The Central Intelligence Agency’s declassified archives contain many documents that drift between the historical, the operational, and the obscure. Among them is a one-page 1993 translation and report marked “UNCLAS” and processed through the CIA’s Foreign Broadcast Information Service (FBIS), originally sourced from a Ukrainian-language newspaper and passed on from a Russian outlet. The file, indexed under FOIA request F-2010-00651 and released to the public in 2011, recounts an event purportedly sourced from KGB archives. The report alleges that a Soviet military unit in Siberia was involved in an encounter with a UFO, which, following a hostile exchange, resulted in the deaths of 23 soldiers by means described as molecular transformation.

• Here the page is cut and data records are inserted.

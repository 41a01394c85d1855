//! Engine configuration loaded from environment variables.

use std::time::Duration;

use crate::error::CoreError;
use crate::validation::files::MimeMap;

/// Default per-attempt timeout for `active_url` DNS lookups.
pub const DEFAULT_PROBE_TIMEOUT_MS: u64 = 2_000;

/// Default number of DNS lookup attempts.
pub const DEFAULT_PROBE_ATTEMPTS: u32 = 2;

/// Settings shared by every validation pass.
#[derive(Debug, Clone)]
pub struct ValidatorConfig {
    /// Timeout applied to each `active_url` lookup attempt.
    pub probe_timeout: Duration,
    /// Lookup attempts before `active_url` gives up.
    pub probe_attempts: u32,
    /// Extension to MIME type table used by `mimes`.
    pub mimes: MimeMap,
}

impl Default for ValidatorConfig {
    fn default() -> Self {
        Self {
            probe_timeout: Duration::from_millis(DEFAULT_PROBE_TIMEOUT_MS),
            probe_attempts: DEFAULT_PROBE_ATTEMPTS,
            mimes: MimeMap::default(),
        }
    }
}

impl ValidatorConfig {
    /// Load from the process environment.
    ///
    /// | Env var                      | Default |
    /// |------------------------------|---------|
    /// | `VALIDATOR_PROBE_TIMEOUT_MS` | `2000`  |
    /// | `VALIDATOR_PROBE_ATTEMPTS`   | `2`     |
    pub fn from_env() -> Result<Self, CoreError> {
        Self::from_vars(|key| std::env::var(key).ok())
    }

    /// Load using `lookup` in place of the environment.
    pub fn from_vars<F>(lookup: F) -> Result<Self, CoreError>
    where
        F: Fn(&str) -> Option<String>,
    {
        let timeout_ms: u64 = parse_var(&lookup, "VALIDATOR_PROBE_TIMEOUT_MS")?
            .unwrap_or(DEFAULT_PROBE_TIMEOUT_MS);
        let probe_attempts: u32 =
            parse_var(&lookup, "VALIDATOR_PROBE_ATTEMPTS")?.unwrap_or(DEFAULT_PROBE_ATTEMPTS);

        if timeout_ms == 0 {
            return Err(CoreError::Config(
                "VALIDATOR_PROBE_TIMEOUT_MS must be greater than 0".into(),
            ));
        }
        if probe_attempts == 0 {
            return Err(CoreError::Config(
                "VALIDATOR_PROBE_ATTEMPTS must be at least 1".into(),
            ));
        }

        Ok(Self {
            probe_timeout: Duration::from_millis(timeout_ms),
            probe_attempts,
            mimes: MimeMap::default(),
        })
    }
}

fn parse_var<F, T>(lookup: &F, key: &str) -> Result<Option<T>, CoreError>
where
    F: Fn(&str) -> Option<String>,
    T: std::str::FromStr,
{
    match lookup(key) {
        None => Ok(None),
        Some(raw) => raw
            .trim()
            .parse()
            .map(Some)
            .map_err(|_| CoreError::Config(format!("{key} must be a positive integer, got '{raw}'"))),
    }
}

#[cfg(test)]
mod tests {
    use super::*;
    use assert_matches::assert_matches;
    use std::collections::HashMap;

    fn vars(pairs: &[(&str, &str)]) -> impl Fn(&str) -> Option<String> {
        let map: HashMap<String, String> = pairs
            .iter()
            .map(|(k, v)| (k.to_string(), v.to_string()))
            .collect();
        move |key: &str| map.get(key).cloned()
    }

    #[test]
    fn defaults_when_unset() {
        let config = ValidatorConfig::from_vars(vars(&[])).unwrap();
        assert_eq!(config.probe_timeout, Duration::from_millis(2_000));
        assert_eq!(config.probe_attempts, 2);
    }

    #[test]
    fn reads_overrides() {
        let config = ValidatorConfig::from_vars(vars(&[
            ("VALIDATOR_PROBE_TIMEOUT_MS", "250"),
            ("VALIDATOR_PROBE_ATTEMPTS", " 5 "),
        ]))
        .unwrap();
        assert_eq!(config.probe_timeout, Duration::from_millis(250));
        assert_eq!(config.probe_attempts, 5);
    }

    #[test]
    fn rejects_invalid_values() {
        assert_matches!(
            ValidatorConfig::from_vars(vars(&[("VALIDATOR_PROBE_TIMEOUT_MS", "soon")])),
            Err(CoreError::Config(_))
        );
        assert_matches!(
            ValidatorConfig::from_vars(vars(&[("VALIDATOR_PROBE_ATTEMPTS", "0")])),
            Err(CoreError::Config(_))
        );
    }
}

The article in question was reprinted in Bolos Ukrayiny on March 27, 1993, quoting the Ternopil-based paper Ternopil Vechirniy. The central claim is that, following the dissolution of the Soviet Union and the dismantling of the KGB’s Top Secret Intelligence Administration under Mikhail Gorbachev in 1991, sensitive materials were leaked, including what was described as a 250-page dossier. The file, according to the article, contained both eyewitness testimony and photographs documenting the encounter and its aftermath. These materials reportedly fell into the hands of U.S. intelligence and, at some point, were reviewed by CIA personnel.
According to the document, a saucer-shaped object appeared at low altitude over a Soviet military training area during standard field maneuvers. For reasons not explained in the file, a surface-to-air missile was fired at the object, which was struck and brought down. What followed is the core of the document’s unusual contents: five humanoid figures, small in stature and described with disproportionately large heads and black eyes, allegedly emerged from the wreckage. As per the two surviving witnesses, the beings grouped together and merged into a single spherical form that began emitting high-frequency noise before producing an intense burst of white light. At the moment of the flash, 23 soldiers observing the phenomenon were reportedly turned into stone-like formations.
The term used in the document is “stone poles,” a phrase that implies some form of biological petrification. The document goes on to say that the only two soldiers who survived had been in the shadow at the time and were therefore partially shielded from the flash event. These accounts, again according to the KGB materials cited by the Ukrainian article, formed part of a larger report that included post-event analysis. The resulting observations led to the claim that the transformation was not a conventional burn, radiation exposure, or chemical attack. Instead, specialists—reportedly from a research facility near Moscow—were said to have concluded that the soldiers’ molecular structure had been altered, turning their organic material into a composition chemically indistinguishable from limestone.
The reference to limestone is notable. In practical geological and chemical terms, limestone is primarily composed of calcium carbonate. The idea that a biological entity could be converted into this mineral compound through an external energy source implies some form of instantaneous atomic or molecular restructuring, a phenomenon not currently supported by known technology or natural processes. It is unclear what scientific tests, if any, were cited in the original KGB report. There is no indication in the CIA summary that any part of the original dossier was released or reviewed independently by U.S. scientists.
The CIA document makes brief reference to a quote from one of its unnamed personnel. The quote, paraphrased in the Ukrainian article, refers to the event as a “horrific picture of revenge on the part of extraterrestrial creatures.” The phrasing is unusually emotive for an intelligence document and may reflect the original article’s translation rather than a direct statement from CIA records. Nevertheless, the quote forms the core premise of what the Ukrainian paper described as “cosmic revenge,” a term included in the boldface headline of the reprinted article.